Check out my package that adds logging to R functions, {chronicler}.
Or read my free ebooks, to learn some R and build reproducible analytical pipelines..
You can also watch my youtube channel or find the slides to the talks I've given here.
Buy me a coffee, my kids don't let me sleep.

Functional programming explains why containerization is needed for reproducibility


I’ve had some discussions online and in the real world about this blog post and I’d like to restate why containerization is needed for reproducibility, and do so from the lens of functional programming.

When setting up a pipeline, wether you’re a functional programming enthusiast or not, you’re aiming at setting it up in a way that this pipeline is the composition of (potentially) many referentially transparent and pure functions.

As a reminder:

  • referentially transparent functions are functions that always return the same output for the same given input. So for example f(x, y):=x+y is referentially transparent, but h(x):=x+y is not. Because y is not an input of h, h will look for y in the global environment. Depending on the value of y, h(1) might equal 10 one day, but 100 the next. Let’s say that f(1, 10) is always equal to 11. Because this is true, you could replace f(1, 10) everywhere it appears with 11. But consider the following example of a function that is not referentially transparent, rnorm(). Try rnorm(1) several times… It will always give a different result! This is because rnorm() looks for the seed in the global environment and uses that to generate a random number.

  • pure functions are functions without side effects. So a function just does its thing, and does not interact with anything else; doesn’t change anything in the global environment, doesn’t print anything on screen, doesn’t write anything to disk. Basically, pure functions are functions that do nothing else but computing stuff. Now this may seem limiting, and to some extent it is, so we will need to relax this a bit: we’ll be ok with functions that output stuff, but only the very last function in the pipeline will be allowed to do it.

To be pure, a function needs to be referentially transparent.
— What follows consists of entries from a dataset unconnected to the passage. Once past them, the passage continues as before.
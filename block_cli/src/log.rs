use tracing_subscriber::{fmt, prelude::__tracing_subscriber_SubscriberExt, util::SubscriberInitExt, EnvFilter};

/// Install the stderr subscriber. `RUST_LOG` wins over `--verbose`.
pub fn init_logging(verbose: bool) {
    let level = if verbose { "debug" } else { "off" };
    let filter = EnvFilter::try_from_default_env().unwrap_or_else(|_| EnvFilter::new(level));

    tracing_subscriber::registry()
        .with(fmt::layer().compact().without_time().with_writer(std::io::stderr))
        .with(filter)
        .init();
}
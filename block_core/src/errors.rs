//! # Error Types
//!
//! Structured error types for block_core. The two validation variants map
//! one-to-one onto the messages shown to the person filling in the form;
//! the remaining variants come from reading input and settings files.
//!
//! ## Example
//!
//! ```rust
//! use block_core::errors::{EstimateError, CalcResult};
//!
//! fn check_height(wall_height_m: f64) -> CalcResult<()> {
//!     if wall_height_m <= 0.0 {
//!         return Err(EstimateError::invalid_geometry(10.0, wall_height_m));
//!     }
//!     Ok(())
//! }
//!
//! assert!(check_height(0.0).is_err());
//! ```

use serde::{Deserialize, Serialize};
use thiserror::Error;

/// Result type alias for block_core operations
pub type CalcResult<T> = Result<T, EstimateError>;

/// Structured error type for estimation and file operations.
#[derive(Error, Debug, Clone, Serialize, Deserialize, PartialEq)]
#[serde(tag = "type", content = "details")]
pub enum EstimateError {
    /// Perimeter or wall height is not positive
    #[error("Perimeter and wall height must be greater than 0.")]
    InvalidGeometry { perimeter_m: f64, wall_height_m: f64 },

    /// Block length or block height is not positive
    #[error("Block dimensions must be greater than 0.")]
    InvalidBlockSize { block_length_m: f64, block_height_m: f64 },

    /// A field violates a form constraint (negative, out of range, empty)
    #[error("Invalid input for '{field}': {value} - {reason}")]
    InvalidInput {
        field: String,
        value: String,
        reason: String,
    },

    /// File I/O error
    #[error("File error: {operation} on '{path}' - {reason}")]
    FileError {
        operation: String,
        path: String,
        reason: String,
    },

    /// JSON serialization/deserialization error
    #[error("Serialization error: {reason}")]
    SerializationError { reason: String },

    /// Settings file written by an incompatible version
    #[error("Version mismatch: file version {file_version}, expected {expected_version}")]
    VersionMismatch {
        file_version: String,
        expected_version: String,
    },
}

impl EstimateError {
    /// Create an InvalidGeometry error
    pub fn invalid_geometry(perimeter_m: f64, wall_height_m: f64) -> Self {
        EstimateError::InvalidGeometry {
            perimeter_m,
            wall_height_m,
        }
    }

    /// Create an InvalidBlockSize error
    pub fn invalid_block_size(block_length_m: f64, block_height_m: f64) -> Self {
        EstimateError::InvalidBlockSize {
            block_length_m,
            block_height_m,
        }
    }

    /// Create an InvalidInput error
    pub fn invalid_input(field: impl Into<String>, value: impl Into<String>, reason: impl Into<String>) -> Self {
        EstimateError::InvalidInput {
            field: field.into(),
            value: value.into(),
            reason: reason.into(),
        }
    }

    /// Create a FileError
    pub fn file_error(operation: impl Into<String>, path: impl Into<String>, reason: impl Into<String>) -> Self {
        EstimateError::FileError {
            operation: operation.into(),
            path: path.into(),
            reason: reason.into(),
        }
    }

    /// True for the two estimator validation failures.
    ///
    /// The user fixes these by correcting the form and resubmitting.
    pub fn is_validation(&self) -> bool {
        matches!(
            self,
            EstimateError::InvalidGeometry { .. } | EstimateError::InvalidBlockSize { .. }
        )
    }

    /// Get a short error code for programmatic handling
    pub fn error_code(&self) -> &'static str {
        match self {
            EstimateError::InvalidGeometry { .. } => "INVALID_GEOMETRY",
            EstimateError::InvalidBlockSize { .. } => "INVALID_BLOCK_SIZE",
            EstimateError::InvalidInput { .. } => "INVALID_INPUT",
            EstimateError::FileError { .. } => "FILE_ERROR",
            EstimateError::SerializationError { .. } => "SERIALIZATION_ERROR",
            EstimateError::VersionMismatch { .. } => "VERSION_MISMATCH",
        }
    }
}

impl From<serde_json::Error> for EstimateError {
    fn from(err: serde_json::Error) -> Self {
        EstimateError::SerializationError {
            reason: err.to_string(),
        }
    }
}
Ok so now that we know what referentially transparent and pure functions are, let’s explain why we want a pipeline to be a composition of such functions. Function composition is an operation that takes two functions g and f and returns a new function h such that h(x) = g(f(x)). Formally:

h = g ∘ f such that h(x) = g(f(x))

is the composition operator. You can read g ∘ f as g after f. In R, you can compose functions very easily, simply by using |> or %>%:

h <- f |> g

f |> g can be read as f then g, which is equivalent to g after f (ok, using |> is chaining rather than composing functions, but the net effect is the same).

So h would be our complete pipeline, which would be the composition, or chaining, of as many functions as needed:

h <- a |> b |> c |> d ... |> z

If all the functions are pure (and referentially transparent) then we’re assured that h will always produce the same outputs for the same inputs. As stated above, z will be allowed to not be pure an actually output something (like a rendered Quarto document) to disk. Ok so that’s great, and all, but why does the title of this blog post say that containerization is needed?

The problem is that all the functions we use have “hidden” inputs, and are never truly referentially transparent. These inputs are the following:

  • Version of R (or whatever programming language you’re using)
  • Versions of the packages you’re using
  • Operating system and its version (and all the different operating system dependencies that get used at run- or compile time)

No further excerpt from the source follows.